Nancy Kanwisher, Robert Langer, and Sara Seager named Kavli Award winners | MIT News

MIT faculty members Nancy Kanwisher, Robert Langer and Sara Seager are among eight researchers from around the world to receive Kavli Prizes this year.

A partnership between the Norwegian Academy of Sciences and Letters, the Norwegian Ministry of Education and Research, and the Kavli Foundation, the Kavli Prizes are awarded every two years to “honor scientists for breakthroughs in astrophysics, nanoscience, and neuroscience that change our understanding of the large, small, and complex.” Laureates they will split $1 million in each field.

Understanding face recognition

Nancy Kanwisher, the Walter A Rosenblith Professor of Brain and Cognitive Sciences and an investigator at the McGovern Institute for Brain Research, has been awarded the 2024 Kavli Prize in Neuroscience along with Doris Tsao, a professor in the Department of Molecular and Cell Biology at the University of California, Berkeley. and Winrich Freiwald, the Denise A. and Eugene W. Chinery Professor at Rockefeller University.

Kanwisher, Tsao and Freiwald discovered a specialized system in the brain that recognizes faces. Their discoveries provided basic principles of neural organization and became the starting point for further research into how visual information processing is integrated with other cognitive functions.

Kanwisher was the first to demonstrate that a specific area in the human neocortex is dedicated to face recognition, now called the fusiform face area. Using functional magnetic resonance imaging, she found individual differences in the location of this region and proposed an analytical technique to efficiently localize specialized functional regions in the brain. This technique is now widely used and applied to domains beyond facial recognition.

Integrating Nanomaterials for Biomedical Advances

Robert Langer, David H. Koch Institute Professor, received the 2024 Kavli Prize in Nanoscience along with Paul Alivisatos, University of Chicago President and John D. MacArthur Distinguished Service Professor in the Department of Chemistry, and Chad Mirkin, Professor of Chemistry at Northwestern University.

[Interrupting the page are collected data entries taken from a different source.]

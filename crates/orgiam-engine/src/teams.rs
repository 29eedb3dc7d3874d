//! Team lifecycle: creation with an optional lead, lead handover, delete.

use orgiam_core::error::{OrgIamError, OrgIamResult};
use orgiam_core::id::EntityKind;
use orgiam_core::membership::{self, Membership};
use orgiam_core::models::employee::{Employee, RoleLabel, SyncState};
use orgiam_core::models::team::{CreateTeam, NewTeam, Team, UpdateTeam};
use orgiam_core::policy::PolicyStore;
use orgiam_core::repository::{
    DepartmentRepository, EmployeeRepository, PaginatedResult, Pagination,
    SyncIncidentRepository, TeamRepository,
};
use orgiam_core::roles::{self, RoleSet, role_set};
use tracing::{error, info};

use crate::service::{OrgService, add_scope_roles, collect_failure, require_name};

impl<E, T, D, I, P> OrgService<E, T, D, I, P>
where
    E: EmployeeRepository,
    T: TeamRepository,
    D: DepartmentRepository,
    I: SyncIncidentRepository,
    P: PolicyStore,
{
    /// Create a team, optionally under a department and with a lead.
    ///
    /// The lead must be unassigned; a department head is rejected with
    /// `IncompatibleRole` before anything is written.
    pub async fn create_team(&self, input: CreateTeam) -> OrgIamResult<Team> {
        require_name(&input.name, "team name")?;
        let department_id = input.department_id.filter(|d| !d.is_empty());
        if let Some(department_id) = &department_id {
            self.departments.get(department_id).await?;
        }

        let lead = match input.lead_id.as_deref().filter(|l| !l.is_empty()) {
            Some(lead_id) => {
                let lead = self.employees.get(lead_id).await?;
                let state = membership::validate(&lead)?;
                state.ensure_available(&lead.id, RoleLabel::Lead)?;
                Some((lead, state))
            }
            None => None,
        };

        let team_roles = role_set(input.roles);
        let lead_id = lead.as_ref().map(|(lead, _)| lead.id.clone());
        let team = self
            .allocator
            .allocate(
                EntityKind::Team,
                || self.teams.list_ids(),
                |id| {
                    self.teams.create(NewTeam {
                        id,
                        name: input.name.clone(),
                        roles: team_roles.clone(),
                        lead_id: lead_id.clone(),
                        department_id: department_id.clone(),
                    })
                },
            )
            .await?;
        info!(
            team_id = %team.id,
            department_id = ?team.department_id,
            lead_id = ?team.lead_id,
            "Team created"
        );

        let Some((lead, state)) = lead else {
            return Ok(team);
        };
        let lead = match self.install_lead(lead, &state, &team).await {
            Ok(lead) => lead,
            Err(err) => {
                self.discard_team(&team.id).await;
                return Err(err);
            }
        };
        self.sync_employee(lead).await?;
        Ok(team)
    }

    pub async fn get_team(&self, id: &str) -> OrgIamResult<Team> {
        self.teams.get(id).await
    }

    /// Rename, add team roles (granted to the current lead) and hand the
    /// team over to a new lead. Same resume semantics as department
    /// handovers.
    pub async fn update_team(&self, id: &str, input: UpdateTeam) -> OrgIamResult<Team> {
        if let Some(name) = &input.name {
            require_name(name, "team name")?;
        }
        let mut team = self.teams.get(id).await?;
        let mut deferred = None;

        let candidate = input
            .lead_id
            .filter(|l| !l.is_empty())
            .or_else(|| team.handover_to.clone());
        if let Some(candidate) = candidate.filter(|c| team.lead_id.as_ref() != Some(c)) {
            team = self.hand_over_team(team, &candidate, &mut deferred).await?;
        }

        let added = roles::difference(&role_set(input.add_roles), &team.roles);
        let renamed = input.name.filter(|name| *name != team.name);
        if renamed.is_some() || !added.is_empty() {
            if let Some(name) = renamed {
                team.name = name;
            }
            team.roles.extend(added.iter().cloned());
            team = self.teams.save(&team).await?;

            if let Some(lead_id) = team.lead_id.clone() {
                let position = Membership::TeamLead {
                    team: team.id.clone(),
                };
                self.grant_to_holder(&lead_id, &position, &team.id, &added, &mut deferred)
                    .await?;
            }
        }

        info!(team_id = %team.id, "Team updated");
        match deferred {
            Some(err) => Err(err),
            None => Ok(team),
        }
    }

    /// Delete a team: the lead is removed, every member loses the team,
    /// then the document goes. Member failures are collected and keep the
    /// team document in place.
    pub async fn delete_team(&self, id: &str) -> OrgIamResult<()> {
        let team = self.teams.get(id).await?;
        let mut failures = Vec::new();

        if let Some(lead_id) = team.lead_id.as_deref() {
            let position = Membership::TeamLead {
                team: id.to_string(),
            };
            match self.employees.get(lead_id).await {
                Ok(lead) if matches!(Membership::of(&lead), Ok(ref s) if *s == position) => {
                    let child = format!("lead {}", lead.id);
                    collect_failure(self.detach(lead).await, &child, &mut failures);
                }
                Ok(_) => {}
                Err(err) if err.is_not_found() => {}
                Err(err) => failures.push(format!("lead {lead_id}: {err}")),
            }
        }

        match self.employees.list_by_team(id).await {
            Ok(members) => {
                for member in members {
                    let child = format!("member {}", member.id);
                    let result = match Membership::of(&member) {
                        Ok(state) => {
                            let next = state.leave_team(id);
                            self.apply_membership(member, next).await
                        }
                        Err(_) => self.detach(member).await,
                    };
                    collect_failure(result, &child, &mut failures);
                }
            }
            Err(err) => failures.push(format!("members of {id}: {err}")),
        }

        if !failures.is_empty() {
            return Err(self.cascade_incomplete("team", id, failures).await);
        }

        self.teams.delete(id).await?;
        info!(team_id = %id, "Team deleted");
        Ok(())
    }

    pub async fn list_teams(&self, pagination: Pagination) -> OrgIamResult<PaginatedResult<Team>> {
        self.teams.list(pagination).await
    }

    async fn install_lead(
        &self,
        mut lead: Employee,
        state: &Membership,
        team: &Team,
    ) -> OrgIamResult<Employee> {
        let next = state.appoint_lead(&lead.id, &team.id)?;
        next.apply(&mut lead);
        add_scope_roles(&mut lead, &team.id, &team.roles);
        lead.sync_state = SyncState::Pending;
        self.employees.save(&lead).await
    }

    async fn discard_team(&self, id: &str) {
        if let Err(err) = self.teams.delete(id).await {
            error!(team_id = %id, error = %err, "Failed to discard team");
        }
    }

    async fn hand_over_team(
        &self,
        mut team: Team,
        candidate_id: &str,
        deferred: &mut Option<OrgIamError>,
    ) -> OrgIamResult<Team> {
        let old = match team.lead_id.as_deref() {
            Some(lead_id) => match self.employees.get(lead_id).await {
                Ok(old) => Some(old),
                Err(err) if err.is_not_found() => None,
                Err(err) => return Err(err),
            },
            None => None,
        };
        let candidate = self.employees.get(candidate_id).await?;
        let next = membership::validate(&candidate)?.appoint_lead(&candidate.id, &team.id)?;

        let mut carried = team.roles.clone();
        if let Some(previous) = old.as_ref().and_then(|o| o.iam_roles.get(&team.id)) {
            carried = roles::union(&carried, previous);
        }

        team.handover_to = Some(candidate.id.clone());
        let team = self.teams.save(&team).await?;
        info!(
            team_id = %team.id,
            from = ?team.lead_id,
            to = %candidate.id,
            "Lead handover started"
        );

        let id = team.id.clone();
        match self
            .finish_team_handover(team, old, candidate, &next, &carried, deferred)
            .await
        {
            Ok(team) => Ok(team),
            Err(err) => Err(self.handover_incomplete("team", &id, candidate_id, err).await),
        }
    }

    async fn finish_team_handover(
        &self,
        mut team: Team,
        old: Option<Employee>,
        candidate: Employee,
        position: &Membership,
        carried: &RoleSet,
        deferred: &mut Option<OrgIamError>,
    ) -> OrgIamResult<Team> {
        let candidate_id = candidate.id.clone();
        self.transfer_position(old, candidate, position, &team.id, carried, deferred)
            .await?;

        team.lead_id = Some(candidate_id);
        team.handover_to = None;
        let team = self.teams.save(&team).await?;
        info!(team_id = %team.id, lead_id = ?team.lead_id, "Lead handover completed");
        Ok(team)
    }
}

Langer, Alivisatos, and Mirkin revolutionized the field of nanomedicine by demonstrating how nanoscale engineering can advance biomedical research and applications. Their discoveries have fundamentally contributed to the development of drugs, vaccines, bioimaging and diagnostics.

Langer was the first to develop nanoengineered materials that allowed the controlled release, or regular flow, of drug molecules. This ability has had a huge impact on the treatment of a number of diseases such as aggressive brain cancer, prostate cancer and schizophrenia. His work also showed that tiny particles containing protein antigens could be used in vaccination and was instrumental in the development of delivery of messenger RNA vaccines.

The search for life beyond Earth

Sara Seager, Class of 1941 Professor of Planetary Sciences in the Department of Earth, Atmospheric, and Planetary Sciences and a professor in the Departments of Physics and Aeronautics and Astronautics, received the 2024 Kavli Prize in Astrophysics along with David Charbonneau. Fred Kavli Professor of Astrophysics at Harvard University.

Seager and Charbonneau are recognized for the discoveries of exoplanets and the characterization of their atmospheres. They pioneered methods of detecting atomic species in planetary atmospheres and measuring their thermal infrared emission, paving the way for finding molecular fingerprints of atmospheres around giant and rocky planets. Their contributions have been key to the tremendous progress seen in the exploration of countless exoplanets over the past 20 years.

Kanwisher, Langer, and Seager bring the total number of MIT faculty Kavli Award recipients to eight. Previous winners include Rainer Weiss in Astrophysics (2016), Alan Guth in Astrophysics (2014), Mildred Dresselhaus in Nanoscience (2012), Ann Graybiel in Neuroscience (2012), and Jane Luu in Astrophysics (2012).